Abstract:
A workpiece support and means for holding the workpiece on a machine tool to support it in an elevated position above the flat surface of a hollow workpiece supporting bed of the machine tool is disclosed. The bed has a plurality of openings arranged in a pattern over each of which an individual pod may be placed. Each pod is hollow and through it air is withdrawn into the machine to cause the workpiece, due to air pressure differential, to seat firmly against it. When the machine is inactive each pod may be inverted and then inserted to seal the opening into which it is seated. Each opening is surrounded by a circumferential recess to receive the lip at the pod&#39;s larger end. This lip is received in this recess both when the pod is upright to support and hold a workpiece and when it is inverted to seat into and to close the opening in the supporting bed.
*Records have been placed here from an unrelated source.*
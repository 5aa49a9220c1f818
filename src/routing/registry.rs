//! Route registry
//!
//! Filled during setup, then split into the dispatcher's controller table
//! and the handler bindings. Nothing here is touched once serving starts.

use std::any::type_name;
use std::collections::HashMap;
use std::marker::PhantomData;
use std::path::PathBuf;
use std::sync::Arc;

use crate::controller::{is_reachable_action_name, Action, Context, Controller, ResponseWriter};
use crate::error::{ActionError, RegistryError};
use crate::handler::{FileServer, Handler, StripPrefix};
use crate::logger;

/// Type-erased controller: builds an instance per request and runs one action
pub(crate) trait Archetype: Send + Sync {
    fn type_name(&self) -> &'static str;

    fn has_action(&self, name: &str) -> bool;

    /// Construct a fresh controller from `ctx` and run `name` on it
    ///
    /// `None` when the action does not exist.
    fn invoke(&self, name: &str, ctx: Context) -> Option<Result<ResponseWriter, ActionError>>;
}

struct ControllerArchetype<C> {
    actions: HashMap<String, Action<C>>,
    _controller: PhantomData<fn() -> C>,
}

impl<C: Controller> ControllerArchetype<C> {
    fn build(key: &str) -> Result<Self, RegistryError> {
        let table = C::actions();
        if table.is_empty() {
            return Err(RegistryError::EmptyActionTable {
                key: key.to_string(),
            });
        }

        let mut actions = HashMap::with_capacity(table.len());
        for (name, action) in table.into_entries() {
            if !is_reachable_action_name(&name) {
                return Err(RegistryError::UnreachableAction {
                    key: key.to_string(),
                    name,
                });
            }
            if actions.insert(name.clone(), action).is_some() {
                return Err(RegistryError::DuplicateAction {
                    key: key.to_string(),
                    name,
                });
            }
        }

        Ok(Self {
            actions,
            _controller: PhantomData,
        })
    }
}

impl<C: Controller> Archetype for ControllerArchetype<C> {
    fn type_name(&self) -> &'static str {
        type_name::<C>()
    }

    fn has_action(&self, name: &str) -> bool {
        self.actions.contains_key(name)
    }

    fn invoke(&self, name: &str, ctx: Context) -> Option<Result<ResponseWriter, ActionError>> {
        let action = *self.actions.get(name)?;
        let mut controller = C::from_context(ctx);
        Some(action(&mut controller).map(|()| controller.into_context().response))
    }
}

/// A registered controller key and its archetype
pub(crate) struct RouteEntry {
    pub(crate) key: String,
    pub(crate) archetype: Arc<dyn Archetype>,
}

/// Handler bindings: exact paths, or subtrees for patterns ending in `/`
#[derive(Default, Clone)]
pub struct HandlerBindings {
    exact: HashMap<String, Arc<dyn Handler>>,
    /// Longest pattern first
    subtree: Vec<(String, Arc<dyn Handler>)>,
}

impl HandlerBindings {
    fn bind(&mut self, pattern: String, handler: Arc<dyn Handler>) {
        if !pattern.ends_with('/') {
            self.exact.insert(pattern, handler);
            return;
        }
        match self.subtree.iter_mut().find(|(p, _)| *p == pattern) {
            Some(slot) => slot.1 = handler,
            None => self.subtree.push((pattern, handler)),
        }
        self.subtree.sort_by(|a, b| b.0.len().cmp(&a.0.len()));
    }

    /// Handler bound to `path`: an exact binding, else the longest subtree
    pub fn find(&self, path: &str) -> Option<&Arc<dyn Handler>> {
        self.exact.get(path).or_else(|| {
            self.subtree
                .iter()
                .find(|(pattern, _)| path.starts_with(pattern.as_str()))
                .map(|(_, handler)| handler)
        })
    }

    pub fn len(&self) -> usize {
        self.exact.len() + self.subtree.len()
    }

    pub fn is_empty(&self) -> bool {
        self.len() == 0
    }
}

/// Setup-time collection of controller routes and handler bindings
#[derive(Default)]
pub struct RouteRegistry {
    controllers: Vec<RouteEntry>,
    handlers: HandlerBindings,
}

impl RouteRegistry {
    pub fn new() -> Self {
        Self::default()
    }

    /// Bind controller `C` under `path`, normalized to `/a/b` form
    ///
    /// Re-registering a key replaces the earlier controller.
    pub fn register_controller<C: Controller>(&mut self, path: &str) -> Result<(), RegistryError> {
        let key = normalize_path_key(path);
        if key == "/" {
            return Err(RegistryError::EmptyKey {
                path: path.to_string(),
            });
        }

        let archetype = ControllerArchetype::<C>::build(&key)?;
        let action_count = archetype.actions.len();
        let archetype: Arc<dyn Archetype> = Arc::new(archetype);

        if let Some(existing) = self.controllers.iter_mut().find(|e| e.key == key) {
            logger::log_warning(&format!(
                "Controller key {key} re-registered: {} replaces {}",
                archetype.type_name(),
                existing.archetype.type_name()
            ));
            existing.archetype = archetype;
        } else {
            logger::log_controller_registered(&key, archetype.type_name(), action_count);
            self.controllers.push(RouteEntry { key, archetype });
        }
        Ok(())
    }

    /// Bind `handler` to `pattern`; patterns ending in `/` cover their subtree
    pub fn register_handler<H: Handler>(&mut self, pattern: &str, handler: H) {
        let pattern = if pattern.starts_with('/') {
            pattern.to_string()
        } else {
            format!("/{pattern}")
        };
        logger::log_handler_registered(&pattern);
        self.handlers.bind(pattern, Arc::new(handler));
    }

    /// Serve files from `directory` under `prefix`, which gains a trailing `/`
    pub fn register_static_route(&mut self, prefix: &str, directory: impl Into<PathBuf>) {
        let mut prefix = if prefix.starts_with('/') {
            prefix.to_string()
        } else {
            format!("/{prefix}")
        };
        if !prefix.ends_with('/') {
            prefix.push('/');
        }
        let handler = StripPrefix::new(prefix.clone(), FileServer::new(directory));
        self.register_handler(&prefix, handler);
    }

    /// Registered controller keys, in registration order
    pub fn controller_keys(&self) -> impl Iterator<Item = &str> {
        self.controllers.iter().map(|e| e.key.as_str())
    }

    pub const fn handlers(&self) -> &HandlerBindings {
        &self.handlers
    }

    pub(crate) fn into_parts(self) -> (Vec<RouteEntry>, HandlerBindings) {
        (self.controllers, self.handlers)
    }
}

/// Normalize a controller key: one leading `/`, no trailing `/`, no empty segments
///
/// # Examples
/// ```
/// use rust_dispatcher::routing::normalize_path_key;
/// assert_eq!(normalize_path_key("ct"), "/ct");
/// assert_eq!(normalize_path_key("//admin//users/"), "/admin/users");
/// ```
pub fn normalize_path_key(path: &str) -> String {
    let mut key = String::with_capacity(path.len() + 1);
    for segment in path.split('/').filter(|s| !s.is_empty()) {
        key.push('/');
        key.push_str(segment);
    }
    if key.is_empty() {
        key.push('/');
    }
    key
}

#[cfg(test)]
mod tests {
    use super::*;
    use crate::controller::ActionTable;
    use crate::error::ActionResult;
    use crate::http::Body;
    use hyper::{Request, Response};

    struct Hello {
        ctx: Context,
    }

    impl Hello {
        fn hello(&mut self) -> ActionResult {
            self.ctx.response.render_string("hello");
            Ok(())
        }
    }

    impl Controller for Hello {
        fn from_context(ctx: Context) -> Self {
            Self { ctx }
        }

        fn into_context(self) -> Context {
            self.ctx
        }

        fn actions() -> ActionTable<Self> {
            ActionTable::new().action("HelloAction", Self::hello)
        }
    }

    struct Empty(Context);

    impl Controller for Empty {
        fn from_context(ctx: Context) -> Self {
            Self(ctx)
        }

        fn into_context(self) -> Context {
            self.0
        }

        fn actions() -> ActionTable<Self> {
            ActionTable::new()
        }
    }

    struct Misnamed(Context);

    impl Misnamed {
        fn run(&mut self) -> ActionResult {
            Ok(())
        }
    }

    impl Controller for Misnamed {
        fn from_context(ctx: Context) -> Self {
            Self(ctx)
        }

        fn into_context(self) -> Context {
            self.0
        }

        fn actions() -> ActionTable<Self> {
            ActionTable::new()
                .action("RunAction", Self::run)
                .action("run", Self::run)
        }
    }

    struct Twice(Context);

    impl Twice {
        fn run(&mut self) -> ActionResult {
            Ok(())
        }
    }

    impl Controller for Twice {
        fn from_context(ctx: Context) -> Self {
            Self(ctx)
        }

        fn into_context(self) -> Context {
            self.0
        }

        fn actions() -> ActionTable<Self> {
            ActionTable::new()
                .action("RunAction", Self::run)
                .action("RunAction", Self::run)
        }
    }

    fn marker(body: &'static str) -> impl Handler {
        move |_req: Request<()>| async move { Response::new(Body::from(body)) }
    }

    #[test]
    fn test_normalize_path_key() {
        assert_eq!(normalize_path_key("/ct"), "/ct");
        assert_eq!(normalize_path_key("ct/"), "/ct");
        assert_eq!(normalize_path_key("/api//users/"), "/api/users");
        assert_eq!(normalize_path_key(""), "/");
        assert_eq!(normalize_path_key("//"), "/");
    }

    #[test]
    fn test_register_normalizes_key() {
        let mut registry = RouteRegistry::new();
        registry.register_controller::<Hello>("ct/").unwrap();
        registry.register_controller::<Hello>("/admin//users").unwrap();
        assert_eq!(
            registry.controller_keys().collect::<Vec<_>>(),
            ["/ct", "/admin/users"]
        );
    }

    #[test]
    fn test_reregister_replaces() {
        let mut registry = RouteRegistry::new();
        registry.register_controller::<Hello>("/ct").unwrap();
        registry.register_controller::<Hello>("ct").unwrap();
        assert_eq!(registry.controller_keys().count(), 1);
    }

    #[test]
    fn test_rejects_bad_tables_and_keys() {
        let mut registry = RouteRegistry::new();
        assert!(matches!(
            registry.register_controller::<Empty>("/e"),
            Err(RegistryError::EmptyActionTable { .. })
        ));
        assert!(matches!(
            registry.register_controller::<Misnamed>("/m"),
            Err(RegistryError::UnreachableAction { name, .. }) if name == "run"
        ));
        assert!(matches!(
            registry.register_controller::<Twice>("/t"),
            Err(RegistryError::DuplicateAction { .. })
        ));
        assert!(matches!(
            registry.register_controller::<Hello>("/"),
            Err(RegistryError::EmptyKey { .. })
        ));
        assert_eq!(registry.controller_keys().count(), 0);
    }

    #[test]
    fn test_archetype_builds_fresh_instance_per_invoke() {
        let archetype = ControllerArchetype::<Hello>::build("/ct").unwrap();
        assert!(archetype.has_action("HelloAction"));
        assert!(!archetype.has_action("ByeAction"));

        for _ in 0..2 {
            let req = Request::builder().uri("/ct/hello").body(()).unwrap();
            let writer = archetype
                .invoke("HelloAction", Context::new(req))
                .unwrap()
                .unwrap();
            assert_eq!(writer.body(), b"hello");
        }

        let req = Request::builder().uri("/ct/bye").body(()).unwrap();
        assert!(archetype.invoke("ByeAction", Context::new(req)).is_none());
    }

    #[tokio::test]
    async fn test_handler_bindings_exact_and_longest_subtree() {
        let mut registry = RouteRegistry::new();
        registry.register_handler("/assets/", marker("assets"));
        registry.register_handler("/assets/img/", marker("img"));
        registry.register_handler("robots.txt", marker("robots"));
        let handlers = registry.handlers();
        assert_eq!(handlers.len(), 3);

        let call = |path: &str| {
            let handler = handlers.find(path).map(Arc::clone);
            let req = Request::builder().uri(path).body(()).unwrap();
            async move {
                match handler {
                    Some(h) => {
                        let bytes = http_body_util::BodyExt::collect(h.call(req).await.into_body())
                            .await
                            .unwrap()
                            .to_bytes();
                        Some(String::from_utf8(bytes.to_vec()).unwrap())
                    }
                    None => None,
                }
            }
        };

        assert_eq!(call("/assets/site.css").await.as_deref(), Some("assets"));
        assert_eq!(call("/assets/img/logo.png").await.as_deref(), Some("img"));
        assert_eq!(call("/robots.txt").await.as_deref(), Some("robots"));
        assert_eq!(call("/robots.txt/x").await, None);
        assert_eq!(call("/assets").await, None);
    }

    #[test]
    fn test_static_route_prefix_gets_slashes() {
        let mut registry = RouteRegistry::new();
        registry.register_static_route("static", "/tmp");
        assert!(registry.handlers().find("/static/app.js").is_some());
        assert!(registry.handlers().find("/static").is_none());
    }
}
As many of the pods are placed in upright position as are needed to engage, hold and support a particular workpiece.

Description:
SUMMARY OF THE INVENTION 
     In machine tools having a workpiece supporting surface, which surface has a plurality of spaced openings therethrough arranged in a uniform pattern throughout the surface and each of which communicates with a vacuum source beneath the surface and a plurality of one-piece work supports, which in one position communicate with the vacuum source and each of which, when not required, can be inverted and seated in one of the openings. When so inverted and seated, each support serves to close the opening against movement of air therethrough. When upright, each support seats in the same opening, extends above the surface and provides a chamber exposed to the under surface of a workpiece seated thereon which chamber is surrounded by a workpiece engaging seal and is in open communication with the source of the vacuum. 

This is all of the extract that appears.